# SpeedPort W723V als reinen Modem verwenden



## Zeiss (21. Mai 2016)

Hallo zusammen,

wäre es möglich den W723V als reinen Modem zu verwenden?

Ich habe ein Magenta M Anschluss mit diesem besagten Gerät. Das WLAN von dem Teil ist für'n Eimer und instabil ist das Ding auch noch. Deswegen meine Idee W723V (Typ B) nur als Modem zu verwenden, das Einwählen in's Internet würde dann ein Asus RT-N66U. Würde dann so aussehen:

Steckdose --> W723V --> RT-N66U --> WLAN und Sonstiges.

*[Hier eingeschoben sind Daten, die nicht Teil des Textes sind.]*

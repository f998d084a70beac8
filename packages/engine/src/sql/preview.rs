/// Statement class of raw SQL text, decided from its leading keyword.
#[derive(Debug, Clone, Copy, PartialEq, Eq)]
pub enum StatementKind {
    Select,
    Insert,
    Replace,
    Update,
    Delete,
    Other,
}

impl StatementKind {
    /// Classifies `sql` without parsing it. Leading whitespace, comments and
    /// opening parentheses are skipped.
    pub fn preview(sql: &str) -> Self {
        let keyword = leading_keyword(sql);
        if keyword.eq_ignore_ascii_case("select") || keyword.eq_ignore_ascii_case("with") {
            Self::Select
        } else if keyword.eq_ignore_ascii_case("insert") {
            Self::Insert
        } else if keyword.eq_ignore_ascii_case("replace") {
            Self::Replace
        } else if keyword.eq_ignore_ascii_case("update") {
            Self::Update
        } else if keyword.eq_ignore_ascii_case("delete") {
            Self::Delete
        } else {
            Self::Other
        }
    }

    /// Lower-case keyword used as the operation name in query log lines.
    pub fn as_str(self) -> &'static str {
        match self {
            Self::Select => "select",
            Self::Insert => "insert",
            Self::Replace => "replace",
            Self::Update => "update",
            Self::Delete => "delete",
            Self::Other => "other",
        }
    }

    /// Whether statements of this kind can need a dialect rewrite.
    pub fn is_rewrite_candidate(self) -> bool {
        !matches!(self, Self::Other)
    }
}

fn leading_keyword(sql: &str) -> &str {
    let mut rest = sql;
    loop {
        let trimmed = rest.trim_start_matches(|ch: char| ch.is_whitespace() || ch == '(');
        if let Some(comment) = trimmed.strip_prefix("/*") {
            rest = comment.find("*/").map_or("", |end| &comment[end + 2..]);
        } else if let Some(comment) = trimmed
            .strip_prefix("--")
            .or_else(|| trimmed.strip_prefix('#'))
        {
            rest = comment.find('\n').map_or("", |end| &comment[end + 1..]);
        } else {
            rest = trimmed;
            break;
        }
    }
    let end = rest
        .find(|ch: char| !ch.is_ascii_alphabetic())
        .unwrap_or(rest.len());
    &rest[..end]
}
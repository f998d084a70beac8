pub mod app;
pub mod cli;
pub mod commands;
pub mod error;
pub mod input;
pub mod output;

pub fn run() -> Result<(), error::CliError> {
    app::run()
}
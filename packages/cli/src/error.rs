use std::fmt::{Display, Formatter};

use sqlproxy_dialect::DialectError;

#[derive(Debug)]
pub enum CliError {
    InvalidArgs(&'static str),
    Message(String),
    Dialect(DialectError),
    Io {
        context: &'static str,
        source: std::io::Error,
    },
}

impl CliError {
    pub fn io(context: &'static str, source: std::io::Error) -> Self {
        Self::Io { context, source }
    }

    pub fn msg(message: impl Into<String>) -> Self {
        Self::Message(message.into())
    }
}

impl Display for CliError {
    fn fmt(&self, f: &mut Formatter<'_>) -> std::fmt::Result {
        match self {
            Self::InvalidArgs(message) => write!(f, "invalid arguments: {message}"),
            Self::Message(message) => write!(f, "{message}"),
            Self::Dialect(error) => write!(f, "{} ({})", error, error.code().as_str()),
            Self::Io { context, source } => write!(f, "{context}: {source}"),
        }
    }
}

impl std::error::Error for CliError {}

impl From<DialectError> for CliError {
    fn from(error: DialectError) -> Self {
        Self::Dialect(error)
    }
}
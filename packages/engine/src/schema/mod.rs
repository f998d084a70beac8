mod provider;
mod shared;

pub use provider::{CatalogColumnRow, CatalogConstraintRow, SchemaMetadata, SchemaMetadataProvider};
pub use shared::SharedSchemaMetadata;
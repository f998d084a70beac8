use std::iter::Peekable;
use std::str::CharIndices;

use crate::ConverterConfig;

const MYSQL_ZERO_TIMESTAMP: &str = "0000-00-00 00:00:00";
const TARGET_ZERO_TIMESTAMP: &str = "0001-01-01 00:00:00";

/// Where the text handed to [`finish_for_target`] comes from.
#[derive(Debug, Clone, Copy, PartialEq, Eq)]
pub(crate) enum SqlOrigin {
    /// Client text. String literals may carry MySQL backslash escapes and the
    /// text may contain comments.
    Client,
    /// Printed from a parsed tree. Literal values are already unescaped, so a
    /// backslash is an ordinary character.
    Printed,
}

/// Applies the lexical differences between MySQL and the target dialect.
///
/// Backtick-quoted identifiers become double-quoted and, when enabled, the
/// MySQL zero timestamp literal is replaced by the earliest timestamp the
/// target accepts. In client text, backslash-escaped quotes inside string
/// literals become doubled quotes and comments are copied untouched.
pub(crate) fn finish_for_target(sql: &str, origin: SqlOrigin, config: &ConverterConfig) -> String {
    let client = origin == SqlOrigin::Client;
    let mut out = String::with_capacity(sql.len());
    let mut chars = sql.char_indices().peekable();

    while let Some((start, ch)) = chars.next() {
        match ch {
            '-' if client && matches!(chars.peek(), Some((_, '-'))) => {
                copy_line_comment(ch, &mut chars, &mut out);
            }
            '#' if client => copy_line_comment(ch, &mut chars, &mut out),
            '/' if client && matches!(chars.peek(), Some((_, '*'))) => {
                copy_block_comment(&mut chars, &mut out);
            }
            '\'' => {
                let mut literal = String::new();
                while let Some((_, next)) = chars.next() {
                    match next {
                        '\\' if client => match chars.next() {
                            Some((_, '\'')) => literal.push_str("''"),
                            Some((_, escaped)) => {
                                literal.push('\\');
                                literal.push(escaped);
                            }
                            None => literal.push('\\'),
                        },
                        '\'' if matches!(chars.peek(), Some((_, '\''))) => {
                            chars.next();
                            literal.push_str("''");
                        }
                        '\'' => break,
                        other => literal.push(other),
                    }
                }
                if config.replace_zero_dates && literal == MYSQL_ZERO_TIMESTAMP {
                    literal = TARGET_ZERO_TIMESTAMP.to_string();
                }
                out.push('\'');
                out.push_str(&literal);
                out.push('\'');
            }
            '`' if config.quote_identifiers => {
                out.push('"');
                while let Some((_, next)) = chars.next() {
                    match next {
                        '`' if matches!(chars.peek(), Some((_, '`'))) => {
                            chars.next();
                            out.push('`');
                        }
                        '`' => break,
                        '"' => out.push_str("\"\""),
                        other => out.push(other),
                    }
                }
                out.push('"');
            }
            '"' => {
                let end = sql[start + 1..]
                    .find('"')
                    .map_or(sql.len(), |offset| start + 1 + offset + 1);
                out.push_str(&sql[start..end]);
                while chars.peek().is_some_and(|(index, _)| *index < end) {
                    chars.next();
                }
            }
            other => out.push(other),
        }
    }

    out
}

fn copy_line_comment(first: char, chars: &mut Peekable<CharIndices<'_>>, out: &mut String) {
    out.push(first);
    for (_, next) in chars.by_ref() {
        out.push(next);
        if next == '\n' {
            break;
        }
    }
}

/// Copies a `/* ... */` comment; the cursor sits on its `*`.
fn copy_block_comment(chars: &mut Peekable<CharIndices<'_>>, out: &mut String) {
    out.push('/');
    if let Some((_, star)) = chars.next() {
        out.push(star);
    }
    let mut previous = '\0';
    for (_, next) in chars.by_ref() {
        out.push(next);
        if previous == '*' && next == '/' {
            break;
        }
        previous = next;
    }
}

Ich habe zu dem Thema zwar schon viel gefunden, aber sehr widersprüchlich das Ganze.

Danke Euch.


----------



## Laudian (21. Mai 2016)

Zeiss schrieb:


> Deswegen meine Idee W723V (Typ B) nur als Modem zu verwenden, das Einwählen in's Internet würde dann ein Asus RT-N66U



Der Satz macht so keinen Sinn. Das Gerät, das sich ins Internet "einwählt", ist das Modem. Also entweder der Speedport oder das Asusding.
Als Router kannst du dann dahinterstellen, was immer du möchtest.


----------



## Zeiss (21. Mai 2016)

Der Satz macht durchaus Sinn, die Einwahldaten wären im Asus und Speedport ist nur ein dummer Modem, "Asus wählt sich über Speedport ins Internet ein". Der Asus, bzw. die WAN-Schnittstelle von dem, bekäme die öffentliche IP-Adresse.


----------



## Zeiss (23. Mai 2016)

Hat keiner eine Idee?


----------



## Wannseesprinter (23. Mai 2016)

Hallo Zeiss,

ich hatte mal vor Jahren einen W722V im Einsatz und war sehr schockiert über die begrenzten Möglichkeiten, die mir das Teil bot. Das fing schon alleine beim Thema "DynDNS" an. Wie du schon selbst sagtest, findet man teils widersprüchliche Angaben oder gar wage Vermutungen. So war es in meinem Fall auch. Am Ende hat mein Speedport leider aufgrund der häufigen (ungewollten) Drosselung der Bandbreite samt drei Neustarts im Monat Platz für eine Fritzbox machen müssen. Zu deinem Thema kann ich also so viel sagen: Hast du nicht auf die schnelle etwas im Internet gefunden, könntest du den Gedanken schnell wieder verwerfen. Eventuell - und das weiß ich beim W723V nicht - ist das schon ein Speedport mit verbauter Fritzbox-Hardware. Vielleicht, aber nur vielleicht lässt sich da was biegen.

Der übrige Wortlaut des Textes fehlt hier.